■ **PROBLEM REQUIREMENTS**: Return the records that follow, matching each one exactly.

(Dataset entries)
--------------------------------------------------

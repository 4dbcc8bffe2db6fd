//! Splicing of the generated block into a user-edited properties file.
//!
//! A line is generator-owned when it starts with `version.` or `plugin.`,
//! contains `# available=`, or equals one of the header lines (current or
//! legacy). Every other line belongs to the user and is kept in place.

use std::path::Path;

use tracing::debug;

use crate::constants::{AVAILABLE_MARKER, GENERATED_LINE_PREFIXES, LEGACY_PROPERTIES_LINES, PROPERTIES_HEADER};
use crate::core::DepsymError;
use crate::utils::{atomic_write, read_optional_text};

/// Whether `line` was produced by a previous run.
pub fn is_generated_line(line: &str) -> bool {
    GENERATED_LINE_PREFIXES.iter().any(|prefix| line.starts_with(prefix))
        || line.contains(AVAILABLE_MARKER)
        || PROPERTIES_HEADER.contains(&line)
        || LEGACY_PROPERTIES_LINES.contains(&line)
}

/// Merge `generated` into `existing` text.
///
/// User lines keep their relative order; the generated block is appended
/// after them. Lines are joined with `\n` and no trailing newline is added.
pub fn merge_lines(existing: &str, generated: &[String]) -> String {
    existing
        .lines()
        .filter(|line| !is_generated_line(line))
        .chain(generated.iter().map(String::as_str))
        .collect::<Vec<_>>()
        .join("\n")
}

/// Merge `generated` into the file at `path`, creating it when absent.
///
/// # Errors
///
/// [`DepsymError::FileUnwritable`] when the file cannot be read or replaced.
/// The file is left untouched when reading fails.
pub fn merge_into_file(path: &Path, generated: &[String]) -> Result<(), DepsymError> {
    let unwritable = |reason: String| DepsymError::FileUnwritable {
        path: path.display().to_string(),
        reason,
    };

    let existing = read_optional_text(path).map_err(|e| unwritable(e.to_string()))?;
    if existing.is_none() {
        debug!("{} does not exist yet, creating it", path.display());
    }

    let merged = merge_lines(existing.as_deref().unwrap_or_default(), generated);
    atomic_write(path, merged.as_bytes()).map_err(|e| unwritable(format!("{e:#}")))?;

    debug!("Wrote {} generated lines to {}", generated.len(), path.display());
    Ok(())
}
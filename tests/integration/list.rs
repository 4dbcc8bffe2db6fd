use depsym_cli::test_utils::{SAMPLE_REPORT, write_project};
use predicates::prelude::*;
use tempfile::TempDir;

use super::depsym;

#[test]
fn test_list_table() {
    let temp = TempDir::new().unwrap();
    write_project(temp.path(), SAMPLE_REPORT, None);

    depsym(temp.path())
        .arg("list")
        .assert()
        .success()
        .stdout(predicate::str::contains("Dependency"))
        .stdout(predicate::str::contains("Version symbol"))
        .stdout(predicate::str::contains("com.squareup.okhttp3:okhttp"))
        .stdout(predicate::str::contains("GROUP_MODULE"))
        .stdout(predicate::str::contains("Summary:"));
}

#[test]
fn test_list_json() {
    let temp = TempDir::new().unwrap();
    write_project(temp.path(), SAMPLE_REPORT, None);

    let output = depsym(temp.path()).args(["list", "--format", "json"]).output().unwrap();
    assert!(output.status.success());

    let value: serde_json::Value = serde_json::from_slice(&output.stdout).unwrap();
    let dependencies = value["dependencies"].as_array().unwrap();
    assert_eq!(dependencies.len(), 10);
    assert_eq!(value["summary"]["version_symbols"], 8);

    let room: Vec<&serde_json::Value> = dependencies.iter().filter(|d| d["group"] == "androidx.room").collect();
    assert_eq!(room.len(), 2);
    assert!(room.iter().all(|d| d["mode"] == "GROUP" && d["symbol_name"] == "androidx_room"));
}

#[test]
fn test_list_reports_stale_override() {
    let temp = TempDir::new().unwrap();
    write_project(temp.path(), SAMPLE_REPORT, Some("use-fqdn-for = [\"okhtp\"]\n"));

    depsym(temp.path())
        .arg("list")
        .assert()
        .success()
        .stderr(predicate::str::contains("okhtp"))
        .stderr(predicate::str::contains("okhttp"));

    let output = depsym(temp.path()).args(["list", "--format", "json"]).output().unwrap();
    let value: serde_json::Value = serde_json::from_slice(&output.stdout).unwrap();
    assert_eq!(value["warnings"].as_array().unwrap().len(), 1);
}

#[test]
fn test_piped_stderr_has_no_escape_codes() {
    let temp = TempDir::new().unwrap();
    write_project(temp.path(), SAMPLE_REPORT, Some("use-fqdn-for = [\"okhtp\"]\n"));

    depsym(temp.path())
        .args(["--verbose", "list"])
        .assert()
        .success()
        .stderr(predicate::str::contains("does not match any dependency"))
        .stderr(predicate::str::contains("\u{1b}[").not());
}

--------------------------------------------------

■ **EXPECTED OUTPUT**:
repository 4dbcc8bffe2db6fd
//! Splicing of the generated block into a user-edited properties file.
//!
//! A line is generator-owned when it starts with `version.` or `plugin.`,
//! contains `# available=`, or equals one of the header lines (current or
//! legacy). Every other line belongs to the user and is kept in place.

use std::path::Path;

use tracing::debug;

use crate::constants::{AVAILABLE_MARKER, GENERATED_LINE_PREFIXES, LEGACY_PROPERTIES_LINES, PROPERTIES_HEADER};
use crate::core::DepsymError;
use crate::utils::{atomic_write, read_optional_text};

/// Whether `line` was produced by a previous run.
pub fn is_generated_line(line: &str) -> bool {
    GENERATED_LINE_PREFIXES.iter().any(|prefix| line.starts_with(prefix))
        || line.contains(AVAILABLE_MARKER)
        || PROPERTIES_HEADER.contains(&line)
        || LEGACY_PROPERTIES_LINES.contains(&line)
}

/// Merge `generated` into `existing` text.
///
/// User lines keep their relative order; the generated block is appended
/// after them. Lines are joined with `\n` and no trailing newline is added.
pub fn merge_lines(existing: &str, generated: &[String]) -> String {
    existing
        .lines()
        .filter(|line| !is_generated_line(line))
        .chain(generated.iter().map(String::as_str))
        .collect::<Vec<_>>()
        .join("\n")
}

/// Merge `generated` into the file at `path`, creating it when absent.
///
/// # Errors
///
/// [`DepsymError::FileUnwritable`] when the file cannot be read or replaced.
/// The file is left untouched when reading fails.
pub fn merge_into_file(path: &Path, generated: &[String]) -> Result<(), DepsymError> {
    let unwritable = |reason: String| DepsymError::FileUnwritable {
        path: path.display().to_string(),
        reason,
    };

    let existing = read_optional_text(path).map_err(|e| unwritable(e.to_string()))?;
    if existing.is_none() {
        debug!("{} does not exist yet, creating it", path.display());
    }

    let merged = merge_lines(existing.as_deref().unwrap_or_default(), generated);
    atomic_write(path, merged.as_bytes()).map_err(|e| unwritable(format!("{e:#}")))?;

    debug!("Wrote {} generated lines to {}", generated.len(), path.display());
    Ok(())
}
filename tests/integration/list.rs
repository 4dbcc8bffe2db6fd
use depsym_cli::test_utils::{SAMPLE_REPORT, write_project};
use predicates::prelude::*;
use tempfile::TempDir;

use super::depsym;

#[test]
fn test_list_table() {
    let temp = TempDir::new().unwrap();
    write_project(temp.path(), SAMPLE_REPORT, None);

    depsym(temp.path())
        .arg("list")
        .assert()
        .success()
        .stdout(predicate::str::contains("Dependency"))
        .stdout(predicate::str::contains("Version symbol"))
        .stdout(predicate::str::contains("com.squareup.okhttp3:okhttp"))
        .stdout(predicate::str::contains("GROUP_MODULE"))
        .stdout(predicate::str::contains("Summary:"));
}

#[test]
fn test_list_json() {
    let temp = TempDir::new().unwrap();
    write_project(temp.path(), SAMPLE_REPORT, None);

    let output = depsym(temp.path()).args(["list", "--format", "json"]).output().unwrap();
    assert!(output.status.success());

    let value: serde_json::Value = serde_json::from_slice(&output.stdout).unwrap();
    let dependencies = value["dependencies"].as_array().unwrap();
    assert_eq!(dependencies.len(), 10);
    assert_eq!(value["summary"]["version_symbols"], 8);

    let room: Vec<&serde_json::Value> = dependencies.iter().filter(|d| d["group"] == "androidx.room").collect();
    assert_eq!(room.len(), 2);
    assert!(room.iter().all(|d| d["mode"] == "GROUP" && d["symbol_name"] == "androidx_room"));
}

#[test]
fn test_list_reports_stale_override() {
    let temp = TempDir::new().unwrap();
    write_project(temp.path(), SAMPLE_REPORT, Some("use-fqdn-for = [\"okhtp\"]\n"));

    depsym(temp.path())
        .arg("list")
        .assert()
        .success()
        .stderr(predicate::str::contains("okhtp"))
        .stderr(predicate::str::contains("okhttp"));

    let output = depsym(temp.path()).args(["list", "--format", "json"]).output().unwrap();
    let value: serde_json::Value = serde_json::from_slice(&output.stdout).unwrap();
    assert_eq!(value["warnings"].as_array().unwrap().len(), 1);
}

#[test]
fn test_piped_stderr_has_no_escape_codes() {
    let temp = TempDir::new().unwrap();
    write_project(temp.path(), SAMPLE_REPORT, Some("use-fqdn-for = [\"okhtp\"]\n"));

    depsym(temp.path())
        .args(["--verbose", "list"])
        .assert()
        .success()
        .stderr(predicate::str::contains("does not match any dependency"))
        .stderr(predicate::str::contains("\u{1b}[").not());
}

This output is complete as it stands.